Amb. Mutsuyoshi Nishimura, the former Adviser to the Cabinet on Climate Change in Japan and The Ambassador for Global Environment, Japan, highlighted the need “to recognize the disconnect between the objectives and the means to achieve those objectives” and that there is a need to address the gap.
Amb Chung Rae Kwon, former Ambassador for Climate Change for the Republic of Korea and the current Director, Environment Division of UN ESCAP, highlighted the global climate regime, outlining the core of the clash. Amb Chung stressed the need to address mitigation and move from “Game of Fear” to “Game of Hope” and to pursue Green Growth as “the Ultimate Solution for Climate Change”.
Amb Shyam Saran, Former Special Envoy on Climate Change & Foreign Secretary, India, traced the multilateral process in the climate change convention. However, witnessing the “disconnect in COP15, it would be difficult to achieve anything in COP16” as there is a shift in the negotiating process as well as the issues involved and the lack of trust.

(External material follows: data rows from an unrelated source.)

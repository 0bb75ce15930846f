use ecomm_data_sqlx::{ensure_schema, DbPool, SqlxStore};
use sqlx::sqlite::SqlitePoolOptions;

/// A store over a private in-memory database.
///
/// The pool keeps exactly one connection alive for the whole test: every
/// SQLite `:memory:` connection is its own database.
pub async fn memory_store() -> SqlxStore {
    let pool = SqlitePoolOptions::new()
        .max_connections(1)
        .idle_timeout(None)
        .max_lifetime(None)
        .connect("sqlite::memory:")
        .await
        .unwrap();
    ensure_schema(&pool).await.unwrap();
    SqlxStore::new(pool)
}

pub async fn count(pool: &DbPool, table: &str) -> i64 {
    sqlx::query_scalar(&format!("SELECT COUNT(*) FROM {table}"))
        .fetch_one(pool)
        .await
        .unwrap()
}
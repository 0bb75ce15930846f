/// Table metadata for a persisted record.
///
/// The storage engine builds its statements from this metadata so the column
/// list of a `SELECT` and the fields decoded by `sqlx::FromRow` stay in one place.
///
/// # Example
///
/// ```ignore
/// impl Entity for Product {
///     fn table_name() -> &'static str { "products" }
///     fn id_column() -> &'static str { "id" }
///     fn columns() -> &'static [&'static str] { &["id", "name", /* ... */] }
/// }
/// ```
pub trait Entity: Send + Sync + Unpin + 'static {
    fn table_name() -> &'static str;
    fn id_column() -> &'static str;

    /// Every persisted column, identifier first.
    fn columns() -> &'static [&'static str];

    /// Columns written by an `INSERT` (everything except the generated identifier).
    fn insert_columns() -> &'static [&'static str] {
        let columns = Self::columns();
        match columns.first() {
            Some(first) if *first == Self::id_column() => &columns[1..],
            _ => columns,
        }
    }

    /// `SELECT <columns> FROM <table>` without any filter.
    fn select_sql() -> String {
        format!("SELECT {} FROM {}", Self::columns().join(", "), Self::table_name())
    }

    /// `INSERT INTO <table> (<insert columns>) VALUES (?, ...)`.
    fn insert_sql() -> String {
        let columns = Self::insert_columns();
        let placeholders = vec!["?"; columns.len()].join(", ");
        format!(
            "INSERT INTO {} ({}) VALUES ({placeholders})",
            Self::table_name(),
            columns.join(", "),
        )
    }
}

Dr Hartmut Crewe of Konrad-Adenauer-Siftung, proposed a three-level strategy ie revitalizing multilateral climate policy, strengthening Europe’s credibility through good practice and encouraging sub-global alliances of climate pioneers.
Prof Dr Stephen Howes of The Australian National University indicated that there will be little progress in Cancun because of the legal issues, the importance of putting a price on carbon and the importance of US making the move. However, he stressed that the rest of the world must be realistic, should not wait but to take the necessary domestic actions.